Township in Pennsylvania, US

Penn Township is a township in Westmoreland County, Pennsylvania, United States.

==History==

Penn Township, officially known as the Township of Penn, was named after Pennsylvania founder William Penn. The township was incorporated on February 23, 1855.

In the early years after its founding, numerous Scotch-Irish Americans came to the area to farm its rich land. Later in the township's history, coal mining contributed heavily to the economy.

Penn Township is also home to the Bushy Run Battlefield. The Bushy Run Battlefield was listed on the National Register of Historic Places in 1966, and is designated a National Historic Landmark.

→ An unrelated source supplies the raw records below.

use chrono::Utc;
use std::sync::atomic::{AtomicI64, Ordering};

/// Source of the current time in epoch milliseconds.
pub trait Clock: Send + Sync {
    fn now_millis(&self) -> i64;
}

/// Wall clock.
#[derive(Debug, Clone, Copy, Default)]
pub struct SystemClock;

impl Clock for SystemClock {
    fn now_millis(&self) -> i64 {
        Utc::now().timestamp_millis()
    }
}

/// Manually driven clock for tests and replays.
#[derive(Debug, Default)]
pub struct ManualClock(AtomicI64);

impl ManualClock {
    pub fn new(start_millis: i64) -> Self {
        Self(AtomicI64::new(start_millis))
    }

    pub fn set(&self, millis: i64) {
        self.0.store(millis, Ordering::SeqCst);
    }

    pub fn advance(&self, millis: i64) {
        self.0.fetch_add(millis, Ordering::SeqCst);
    }
}

impl Clock for ManualClock {
    fn now_millis(&self) -> i64 {
        self.0.load(Ordering::SeqCst)
    }
}
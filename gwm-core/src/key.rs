use crate::{Region, Variable};
use std::fmt;

/// Namespace for per-variable point sets.
pub const POINTS_NAMESPACE: &str = "var_points_v1";
/// Namespace for the distinct region labels of a variable.
pub const REGIONS_NAMESPACE: &str = "var_regions_v1";
/// Namespace for the observation history of a single point.
pub const HISTORY_NAMESPACE: &str = "var_history_v1";

/// Deterministic cache key: `<namespace>:<variable>[:<discriminator>]`.
#[derive(Debug, Clone, PartialEq, Eq, Hash, PartialOrd, Ord)]
pub struct CacheKey(String);

impl CacheKey {
    pub fn points(variable: Variable, region: &Region) -> Self {
        Self(format!("{}:{}:{}", POINTS_NAMESPACE, variable.slug(), region.token()))
    }

    pub fn regions(variable: Variable) -> Self {
        Self(format!("{}:{}", REGIONS_NAMESPACE, variable.slug()))
    }

    pub fn history(variable: Variable, code: &str) -> Self {
        Self(format!("{}:{}:{}", HISTORY_NAMESPACE, variable.slug(), code))
    }

    /// Prefix matching every key of a namespace.
    pub fn namespace_prefix(namespace: &str) -> String {
        format!("{}:", namespace)
    }

    pub fn as_str(&self) -> &str {
        &self.0
    }
}

impl AsRef<str> for CacheKey {
    fn as_ref(&self) -> &str {
        &self.0
    }
}

impl fmt::Display for CacheKey {
    fn fmt(&self, f: &mut fmt::Formatter<'_>) -> fmt::Result {
        f.write_str(&self.0)
    }
}

#[cfg(test)]
mod tests {
    use super::*;
    use std::collections::HashSet;

    #[test]
    fn points_key_shape() {
        let key = CacheKey::points(Variable::Nitrate, &Region::named("Alta Pianura"));
        assert_eq!(key.as_str(), "var_points_v1:nitrate:=Alta Pianura");
        assert_eq!(
            CacheKey::points(Variable::Depth, &Region::All).as_str(),
            "var_points_v1:depth:*"
        );
    }

    #[test]
    fn keys_are_deterministic() {
        let a = CacheKey::points(Variable::Flow, &Region::named("Adda"));
        let b = CacheKey::points(Variable::Flow, &"Adda".parse().unwrap());
        assert_eq!(a, b);
    }

    #[test]
    fn distinct_queries_get_distinct_keys() {
        let regions = [Region::All, Region::named("all regions"), Region::named("*"), Region::named("A")];
        let mut seen = HashSet::new();
        for variable in Variable::ALL {
            for region in &regions {
                assert!(seen.insert(CacheKey::points(variable, region)));
            }
            assert!(seen.insert(CacheKey::regions(variable)));
            assert!(seen.insert(CacheKey::history(variable, "A")));
        }
    }

    #[test]
    fn namespaces_share_no_prefix() {
        let points = CacheKey::namespace_prefix(POINTS_NAMESPACE);
        assert!(CacheKey::points(Variable::Depth, &Region::All).as_str().starts_with(&points));
        assert!(!CacheKey::regions(Variable::Depth).as_str().starts_with(&points));
    }
}
use serde::{Deserialize, Serialize};

/// Aggregate statistics for one monitoring point.
///
/// `min` and `max` keep the raw date text of the earliest and latest
/// observation so the presentation layer can show it verbatim.
#[derive(Debug, Clone, PartialEq, Eq, Default, Serialize, Deserialize)]
pub struct PointStats {
    pub min: Option<String>,
    pub max: Option<String>,
    pub count: u64,
    /// Rows whose date text could not be parsed and sorted as the epoch.
    #[serde(default)]
    pub unparsed_dates: u64,
}
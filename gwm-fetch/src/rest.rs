//! PostgREST-compatible HTTP backend.
//!
//! A page request looks like
//! `GET {base}/rest/v1/{table}?select=a,b&col=eq.v&col=not.is.null&order=col.asc`
//! with `Range-Unit: items` and `Range: from-to` headers.

use crate::{FetchError, Filter, PageRange, TableQuery, TabularSource};
use gwm_core::Row;
use log::{info, warn};
use reqwest::header::{HeaderMap, HeaderValue, AUTHORIZATION};
use reqwest::{Client, StatusCode};
use std::time::Duration;

/// Retry behaviour for failed page requests.
///
/// The default makes a single attempt: a failed page fails the whole fetch.
#[derive(Debug, Clone, Copy, PartialEq, Eq)]
pub struct RetryPolicy {
    pub max_attempts: u32,
    pub initial_backoff: Duration,
}

impl Default for RetryPolicy {
    fn default() -> Self {
        Self {
            max_attempts: 1,
            initial_backoff: Duration::from_millis(1000),
        }
    }
}

/// HTTP client for a PostgREST endpoint.
#[derive(Debug, Clone)]
pub struct RestSource {
    client: Client,
    base_url: String,
    retry: RetryPolicy,
}

impl RestSource {
    /// Build a client for `base_url`. When `api_key` is set it is sent as
    /// both the `apikey` header and a bearer token.
    pub fn new(base_url: &str, api_key: Option<&str>, timeout: Duration) -> Result<Self, FetchError> {
        let mut headers = HeaderMap::new();
        if let Some(key) = api_key {
            let apikey = HeaderValue::from_str(key)
                .map_err(|e| FetchError::Transport(format!("invalid api key: {}", e)))?;
            let bearer = HeaderValue::from_str(&format!("Bearer {}", key))
                .map_err(|e| FetchError::Transport(format!("invalid api key: {}", e)))?;
            headers.insert("apikey", apikey);
            headers.insert(AUTHORIZATION, bearer);
        }
        let client = Client::builder()
            .timeout(timeout)
            .default_headers(headers)
            .build()?;
        Ok(Self {
            client,
            base_url: base_url.trim_end_matches('/').to_string(),
            retry: RetryPolicy::default(),
        })
    }

    pub fn with_retry(mut self, retry: RetryPolicy) -> Self {
        self.retry = retry;
        self
    }

    pub fn table_url(&self, table: &str) -> String {
        format!("{}/rest/v1/{}", self.base_url, table)
    }

    /// Query-string pairs for `query`.
    pub fn query_pairs(query: &TableQuery) -> Vec<(String, String)> {
        let mut pairs = Vec::new();
        if !query.columns.is_empty() {
            pairs.push(("select".to_string(), query.columns.join(",")));
        }
        for filter in &query.filters {
            match filter {
                Filter::Eq(column, value) => pairs.push((column.clone(), format!("eq.{}", value))),
                Filter::NotNull(column) => pairs.push((column.clone(), "not.is.null".to_string())),
            }
        }
        if let Some((column, direction)) = &query.order {
            pairs.push(("order".to_string(), format!("{}.{}", column, direction.as_str())));
        }
        pairs
    }

    async fn request_once(&self, query: &TableQuery, range: PageRange) -> Result<Vec<Row>, FetchError> {
        let response = self
            .client
            .get(self.table_url(&query.table))
            .query(&Self::query_pairs(query))
            .header("Range-Unit", "items")
            .header("Range", range.to_string())
            .send()
            .await?;

        let status = response.status();
        // Asking for a range past the end of the result set
        if status == StatusCode::RANGE_NOT_SATISFIABLE {
            return Ok(Vec::new());
        }
        if !status.is_success() {
            let body = response.text().await.unwrap_or_default();
            return Err(FetchError::Status {
                status: status.as_u16(),
                body,
            });
        }
        let rows = response.json::<Vec<Row>>().await?;
        Ok(rows)
    }
}

impl TabularSource for RestSource {
    async fn fetch_range(&self, query: &TableQuery, range: PageRange) -> Result<Vec<Row>, FetchError> {
        let max_tries = self.retry.max_attempts.max(1);
        let mut backoff = self.retry.initial_backoff;
        let mut attempt = 1;
        loop {
            match self.request_once(query, range).await {
                Ok(rows) => return Ok(rows),
                Err(e) if attempt < max_tries => {
                    warn!(
                        "Attempt {}/{}: request for {} rows {} failed: {}",
                        attempt, max_tries, query.table, range, e
                    );
                    info!("Sleeping for {} milliseconds before retry", backoff.as_millis());
                    tokio::time::sleep(backoff).await;
                    backoff *= 2;
                    attempt += 1;
                }
                Err(e) => return Err(e),
            }
        }
    }
}

#[cfg(test)]
mod tests {
    use super::*;
    use crate::Direction;

    #[test]
    fn builds_postgrest_query_string() {
        let query = TableQuery::new("nitrate_samples")
            .select(["point_code", "x", "y"])
            .not_null("point_code")
            .eq("aquifer_system", "Alta Pianura")
            .order_by("sample_date", Direction::Descending);
        let pairs = RestSource::query_pairs(&query);
        assert_eq!(
            pairs,
            vec![
                ("select".to_string(), "point_code,x,y".to_string()),
                ("point_code".to_string(), "not.is.null".to_string()),
                ("aquifer_system".to_string(), "eq.Alta Pianura".to_string()),
                ("order".to_string(), "sample_date.desc".to_string()),
            ]
        );
    }

    #[test]
    fn table_url_strips_trailing_slash() {
        let source = RestSource::new("https://example.org/", Some("key"), Duration::from_secs(5)).unwrap();
        assert_eq!(source.table_url("flow_measurements"), "https://example.org/rest/v1/flow_measurements");
    }

    #[test]
    fn default_policy_does_not_retry() {
        assert_eq!(RetryPolicy::default().max_attempts, 1);
    }

    #[tokio::test]
    async fn unreachable_backend_is_a_transport_error() {
        let source = RestSource::new("http://127.0.0.1:9", None, Duration::from_millis(500)).unwrap();
        let result = source
            .fetch_range(&TableQuery::new("well_depth"), PageRange::for_page(0, 10))
            .await;
        assert!(matches!(result, Err(FetchError::Transport(_))));
    }

    use crate::fetch_table;
    use std::sync::{Arc, Mutex};
    use tokio::io::{AsyncReadExt, AsyncWriteExt};
    use tokio::net::TcpListener;

    /// Serves the canned `(status, body)` responses one connection at a
    /// time, in order, and records each lowercased request head.
    async fn stub_backend(responses: Vec<(u16, &'static str)>) -> (String, Arc<Mutex<Vec<String>>>) {
        let listener = TcpListener::bind("127.0.0.1:0").await.unwrap();
        let base_url = format!("http://{}", listener.local_addr().unwrap());
        let requests = Arc::new(Mutex::new(Vec::new()));
        let seen = requests.clone();
        tokio::spawn(async move {
            for (status, body) in responses {
                let (mut socket, _) = listener.accept().await.unwrap();
                let mut head = Vec::new();
                let mut buf = [0u8; 1024];
                while !head.windows(4).any(|w| w == b"\r\n\r\n") {
                    let n = socket.read(&mut buf).await.unwrap();
                    if n == 0 {
                        break;
                    }
                    head.extend_from_slice(&buf[..n]);
                }
                seen.lock().unwrap().push(String::from_utf8_lossy(&head).to_lowercase());
                let response = format!(
                    "HTTP/1.1 {} Stub\r\ncontent-type: application/json\r\ncontent-length: {}\r\nconnection: close\r\n\r\n{}",
                    status,
                    body.len(),
                    body
                );
                socket.write_all(response.as_bytes()).await.unwrap();
                let _ = socket.shutdown().await;
            }
        });
        (base_url, requests)
    }

    fn source(base_url: &str, api_key: Option<&str>) -> RestSource {
        RestSource::new(base_url, api_key, Duration::from_secs(5)).unwrap()
    }

    #[tokio::test]
    async fn range_not_satisfiable_ends_pagination() {
        let (base_url, requests) = stub_backend(vec![
            (206, r#"[{"point_code": "PZ1"}, {"point_code": "PZ2"}]"#),
            (416, r#"{"message": "Requested range not satisfiable"}"#),
        ])
        .await;
        let query = TableQuery::new("well_depth").select(["point_code"]);

        let rows = fetch_table(&source(&base_url, Some("secret")), &query, 2).await.unwrap();
        assert_eq!(rows.len(), 2);
        assert_eq!(rows[1].code("point_code").as_deref(), Some("PZ2"));

        let requests = requests.lock().unwrap();
        assert_eq!(requests.len(), 2);
        assert!(requests[0].starts_with("get /rest/v1/well_depth?select=point_code "));
        assert!(requests[0].contains("\r\nrange-unit: items\r\n"));
        assert!(requests[0].contains("\r\nrange: 0-1\r\n"));
        assert!(requests[0].contains("\r\napikey: secret\r\n"));
        assert!(requests[0].contains("\r\nauthorization: bearer secret\r\n"));
        assert!(requests[1].contains("\r\nrange: 2-3\r\n"));
    }

    #[tokio::test]
    async fn error_status_keeps_body_and_is_not_retried_by_default() {
        let (base_url, requests) = stub_backend(vec![(500, "boom"), (206, "[]")]).await;

        let result = fetch_table(&source(&base_url, None), &TableQuery::new("well_depth"), 10).await;
        match result {
            Err(FetchError::Status { status, body }) => {
                assert_eq!(status, 500);
                assert_eq!(body, "boom");
            }
            other => panic!("expected a status error, got {:?}", other),
        }
        assert_eq!(requests.lock().unwrap().len(), 1);
    }

    #[tokio::test]
    async fn retries_stop_after_max_attempts() {
        let (base_url, requests) = stub_backend(vec![(503, "busy"), (503, "busy"), (503, "busy")]).await;
        let source = source(&base_url, None).with_retry(RetryPolicy {
            max_attempts: 3,
            initial_backoff: Duration::from_millis(5),
        });

        let started = std::time::Instant::now();
        let result = source
            .fetch_range(&TableQuery::new("well_depth"), PageRange::for_page(0, 10))
            .await;
        assert!(matches!(result, Err(FetchError::Status { status: 503, .. })));
        assert_eq!(requests.lock().unwrap().len(), 3);
        // 5 ms then 10 ms between attempts
        assert!(started.elapsed() >= Duration::from_millis(15));
    }

    #[tokio::test]
    async fn retry_recovers_from_a_transient_failure() {
        let (base_url, requests) = stub_backend(vec![(500, "oops"), (206, r#"[{"point_code": "PZ9"}]"#)]).await;
        let source = source(&base_url, None).with_retry(RetryPolicy {
            max_attempts: 2,
            initial_backoff: Duration::from_millis(1),
        });

        let rows = fetch_table(&source, &TableQuery::new("well_depth"), 10).await.unwrap();
        assert_eq!(rows.len(), 1);
        assert_eq!(requests.lock().unwrap().len(), 2);
    }
}
//! Aggregation of observation rows into per-point results.
//!
//! This crate turns the flat row stream returned by the backend into the
//! shapes the map and detail views consume.

/// Grouping of rows by monitoring point code.
pub mod aggregate {
    use chrono::NaiveDateTime;
    use gwm_core::dates::parse_lenient;
    use gwm_core::{PointStats, Row, VariableSpec};
    use log::debug;
    use serde::{Deserialize, Serialize};
    use std::collections::{BTreeMap, HashMap};

    /// One representative row per point plus statistics for every point.
    #[derive(Debug, Clone, Default, PartialEq, Serialize, Deserialize)]
    pub struct Aggregation {
        /// First usable row seen for each code, in first-seen order
        pub representatives: Vec<Row>,
        pub stats: BTreeMap<String, PointStats>,
    }

    /// Incremental aggregator; rows can be pushed page by page and the
    /// result is the same as aggregating the concatenated stream.
    #[derive(Debug)]
    pub struct PointAggregator<'a> {
        spec: &'a VariableSpec,
        representatives: Vec<Row>,
        stats: BTreeMap<String, PointStats>,
        /// Parsed (earliest, latest) per code, kept alongside the raw text
        bounds: HashMap<String, (NaiveDateTime, NaiveDateTime)>,
        skipped: usize,
    }

    impl<'a> PointAggregator<'a> {
        pub fn new(spec: &'a VariableSpec) -> Self {
            Self {
                spec,
                representatives: Vec::new(),
                stats: BTreeMap::new(),
                bounds: HashMap::new(),
                skipped: 0,
            }
        }

        /// Rows dropped for lacking a code or numeric coordinates.
        pub fn skipped(&self) -> usize {
            self.skipped
        }

        pub fn push(&mut self, row: Row) {
            let Some(code) = row.code(self.spec.code_field) else {
                self.skipped += 1;
                return;
            };
            if row.number(self.spec.x_field).is_none() || row.number(self.spec.y_field).is_none() {
                self.skipped += 1;
                return;
            }

            let date_text = row.text(self.spec.date_field);
            if !self.stats.contains_key(&code) {
                self.representatives.push(row);
            }
            let stats = self.stats.entry(code.clone()).or_default();
            stats.count += 1;

            let Some(text) = date_text else {
                return;
            };
            let parsed = parse_lenient(&text);
            if parsed.is_sentinel() {
                stats.unparsed_dates += 1;
            }
            let when = parsed.value();
            match self.bounds.get_mut(&code) {
                None => {
                    self.bounds.insert(code, (when, when));
                    stats.min = Some(text.clone());
                    stats.max = Some(text);
                }
                Some((earliest, latest)) => {
                    if when < *earliest {
                        *earliest = when;
                        stats.min = Some(text.clone());
                    }
                    if when > *latest {
                        *latest = when;
                        stats.max = Some(text);
                    }
                }
            }
        }

        pub fn finish(self) -> Aggregation {
            debug!(
                "aggregated {} points, skipped {} rows",
                self.representatives.len(),
                self.skipped
            );
            Aggregation {
                representatives: self.representatives,
                stats: self.stats,
            }
        }
    }

    impl Extend<Row> for PointAggregator<'_> {
        fn extend<I: IntoIterator<Item = Row>>(&mut self, iter: I) {
            for row in iter {
                self.push(row);
            }
        }
    }

    /// Group `rows` by the variable's code column.
    ///
    /// Rows without a code or without numeric x/y are dropped. The first row
    /// per code becomes its representative; later rows only update stats.
    pub fn aggregate<I>(rows: I, spec: &VariableSpec) -> Aggregation
    where
        I: IntoIterator<Item = Row>,
    {
        let mut aggregator = PointAggregator::new(spec);
        aggregator.extend(rows);
        aggregator.finish()
    }

}

/// Distinct region labels.
pub mod regions {
    use gwm_core::Row;
    use std::collections::BTreeSet;

    /// Trimmed, non-empty, de-duplicated labels of `field`, sorted.
    pub fn distinct_regions(rows: &[Row], field: &str) -> Vec<String> {
        rows.iter()
            .filter_map(|row| row.text(field))
            .collect::<BTreeSet<String>>()
            .into_iter()
            .collect()
    }

    #[cfg(test)]
    mod tests {
        use super::*;
        use serde_json::json;

        #[test]
        fn distinct_sorted_labels() {
            let rows: Vec<Row> = ["Bassa Pianura", " Alta Pianura", "Bassa Pianura", "", "Alta Pianura "]
                .iter()
                .map(|label| Row::from_pairs([("aquifer_system", json!(label))]))
                .chain(std::iter::once(Row::from_pairs([("aquifer_system", json!(null))])))
                .collect();
            assert_eq!(
                distinct_regions(&rows, "aquifer_system"),
                vec!["Alta Pianura", "Bassa Pianura"]
            );
        }
    }
}

pub use aggregate::{aggregate, Aggregation, PointAggregator};
pub use regions::distinct_regions;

In 1957 Carnegie Mellon University chose the township for a new lab facility.

==Geography==

Penn Township is located in the western part of Westmoreland County. It is approximately 25 miles east from Pittsburgh and seven miles west of Greensburg. The township is bordered by north by Murrysville, to the northeast by Salem Township, to the east by Hempfield Township, to the southeast by Jeannette, to the southwest by North Huntington Township, to the west-southwest by Trafford, and to the west by Monroeville.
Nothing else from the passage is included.